Another example of destructive analysis in theology is found in the adjustment of the doctrines of divine providence and prayer. It is accepted by all Christians, as a law of events, that prayer brings blessings as truly and efficaciously as the rain brings fertility to the soil. The showers do not make every watered seed grow, and prayer does not further all the desires of praying hearts; but the one law is as fixed as the other, and both are unchangeable.

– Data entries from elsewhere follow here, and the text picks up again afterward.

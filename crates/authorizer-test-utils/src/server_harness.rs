//! Test server harness for E2E testing
//!
//! Provides `TestAuthorizerServer` for spawning real authorizer instances
//! whose signing keys come from a wiremock JWKS endpoint.

use crate::crypto_fixtures::{jwks_json, TestKeypair};
use crate::token_builders::{TEST_CLIENT_ID, TEST_ISSUER};
use authorizer::auth::{HttpKeySetFetcher, SystemClock};
use authorizer::config::Config;
use authorizer::routes::{self, AppState};
use metrics_exporter_prometheus::PrometheusBuilder;
use std::collections::HashMap;
use std::net::SocketAddr;
use std::sync::Arc;
use tokio::task::JoinHandle;
use wiremock::matchers::{method, path};
use wiremock::{Mock, MockServer, ResponseTemplate};

/// Path the mock identity provider serves its key set on.
pub const TEST_JWKS_PATH: &str = "/.well-known/jwks.json";

/// Resource identifier sent with every harness invocation.
pub const TEST_METHOD_ARN: &str =
    "arn:aws:execute-api:us-east-1:123456789012:abc123/prod/GET/collections";

/// Test harness for spawning the authorizer in E2E tests.
///
/// # Example
/// ```rust,ignore
/// #[tokio::test]
/// async fn test_allow_flow() -> Result<()> {
///     let server = TestAuthorizerServer::spawn().await?;
///     let token = server.keypair().sign(&TokenClaimsBuilder::valid("user-1").build());
///
///     let response = server.authorize(Some(&format!("Bearer {token}"))).await?;
///
///     assert_eq!(response.status(), 200);
///     Ok(())
/// }
/// ```
pub struct TestAuthorizerServer {
    addr: SocketAddr,
    config: Config,
    state: Arc<AppState>,
    keypair: TestKeypair,
    mock_server: MockServer,
    client: reqwest::Client,
    _handle: JoinHandle<()>,
}

impl TestAuthorizerServer {
    /// Spawn a server whose JWKS endpoint serves the default test keypair.
    pub async fn spawn() -> Result<Self, anyhow::Error> {
        let keypair = TestKeypair::new(1, "test-key-01");
        let mock_server = MockServer::start().await;

        Mock::given(method("GET"))
            .and(path(TEST_JWKS_PATH))
            .respond_with(ResponseTemplate::new(200).set_body_json(jwks_json(&[&keypair])))
            .mount(&mock_server)
            .await;

        Self::spawn_with(keypair, mock_server, HashMap::new()).await
    }

    /// Spawn a server against a caller-prepared mock JWKS server.
    ///
    /// The caller mounts whatever responses the test needs on `mock_server`
    /// at [`TEST_JWKS_PATH`]. Entries in `overrides` replace the default
    /// configuration variables.
    pub async fn spawn_with(
        keypair: TestKeypair,
        mock_server: MockServer,
        overrides: HashMap<String, String>,
    ) -> Result<Self, anyhow::Error> {
        let mut vars = HashMap::from([
            ("BIND_ADDRESS".to_string(), "127.0.0.1:0".to_string()),
            ("AUTHORIZER_ISSUER".to_string(), TEST_ISSUER.to_string()),
            ("AUTHORIZER_AUDIENCE".to_string(), TEST_CLIENT_ID.to_string()),
            ("AUTHORIZER_ALLOWED_ALGORITHMS".to_string(), "EdDSA".to_string()),
            (
                "AUTHORIZER_JWKS_URL".to_string(),
                format!("{}{}", mock_server.uri(), TEST_JWKS_PATH),
            ),
        ]);
        vars.extend(overrides);

        let config = Config::from_vars(&vars)
            .map_err(|e| anyhow::anyhow!("Failed to create config: {}", e))?;

        let fetcher = Arc::new(HttpKeySetFetcher::new(
            config.jwks_url.clone(),
            config.jwks_fetch_timeout,
        ));
        let state = Arc::new(AppState::new(
            config.clone(),
            fetcher,
            Arc::new(SystemClock),
        ));

        // Recorder is not installed globally; tests only need a handle
        let metrics_handle = PrometheusBuilder::new().build_recorder().handle();
        let app = routes::build_routes(Arc::clone(&state), metrics_handle);

        let listener = tokio::net::TcpListener::bind("127.0.0.1:0")
            .await
            .map_err(|e| anyhow::anyhow!("Failed to bind test server: {}", e))?;

        let addr = listener
            .local_addr()
            .map_err(|e| anyhow::anyhow!("Failed to get local address: {}", e))?;

        let handle = tokio::spawn(async move {
            if let Err(e) = axum::serve(listener, app).await {
                eprintln!("Test server error: {}", e);
            }
        });

        Ok(Self {
            addr,
            config,
            state,
            keypair,
            mock_server,
            client: reqwest::Client::new(),
            _handle: handle,
        })
    }

    /// Get the base URL of the test server.
    pub fn url(&self) -> String {
        format!("http://{}", self.addr)
    }

    /// Get the socket address.
    pub fn addr(&self) -> SocketAddr {
        self.addr
    }

    /// Get reference to the server configuration.
    pub fn config(&self) -> &Config {
        &self.config
    }

    /// Get the shared application state.
    pub fn state(&self) -> &Arc<AppState> {
        &self.state
    }

    /// Keypair whose public half the mock JWKS endpoint serves.
    pub fn keypair(&self) -> &TestKeypair {
        &self.keypair
    }

    /// Mock identity provider, for mounting extra responses or checking calls.
    pub fn mock_server(&self) -> &MockServer {
        &self.mock_server
    }

    /// Number of requests the mock JWKS endpoint has received.
    pub async fn jwks_requests(&self) -> usize {
        self.mock_server
            .received_requests()
            .await
            .map(|requests| {
                requests
                    .iter()
                    .filter(|r| r.url.path() == TEST_JWKS_PATH)
                    .count()
            })
            .unwrap_or(0)
    }

    /// POST a gateway invocation for [`TEST_METHOD_ARN`].
    ///
    /// `None` omits the authorization field entirely.
    pub async fn authorize(
        &self,
        authorization: Option<&str>,
    ) -> Result<reqwest::Response, anyhow::Error> {
        let mut event = serde_json::json!({
            "type": "TOKEN",
            "methodArn": TEST_METHOD_ARN,
            "requestContext": {
                "requestId": "test-request",
                "identity": {"sourceIp": "203.0.113.7"}
            }
        });
        if let Some(authorization) = authorization {
            event["authorizationToken"] = serde_json::Value::from(authorization);
        }

        let response = self
            .client
            .post(format!("{}/authorize", self.url()))
            .json(&event)
            .send()
            .await?;
        Ok(response)
    }

    /// GET a path on the server.
    pub async fn get(&self, path: &str) -> Result<reqwest::Response, anyhow::Error> {
        let response = self
            .client
            .get(format!("{}{}", self.url(), path))
            .send()
            .await?;
        Ok(response)
    }
}

impl Drop for TestAuthorizerServer {
    fn drop(&mut self) {
        self._handle.abort();
    }
}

Now, we cannot help analyzing this law somewhat, to find how prayer fits into the course of divine providence. We discover, on reflection that it is itself an essential part of the plan. Some of the links in the great chain are human prayers. God ordains the prayers, just as much as the answers. This makes everything straight, Calvinistically. But the trouble is, that it not only makes the matter straight, but stiff and stark as death. The adjustment is simple, logical, complete; but after you have made it, you must forget about it in order to pray. It is a theological bludgeon, with which to bring down a man who denies the efficacy of prayer on the ground of God's immutable purposes. It is effectual. No opponent of this class, who knows what reasoning is, can stand against it. But when the weapon has done its work, it has to be laid aside. It will not do as a staff to constantly lean on. The reason is partly because a prayerful spirit is incompatible, for the time being, with philosophizing about prayer; and partly, because we cannot act naturally in anything while we think of our actions as being foreordained, or even foreknown, by any one. nowise affects the truth of anything because our minds are thrown into confusion by trying to carry it constantly side by side with something else; but it is practical wisdom to avoid such confusions.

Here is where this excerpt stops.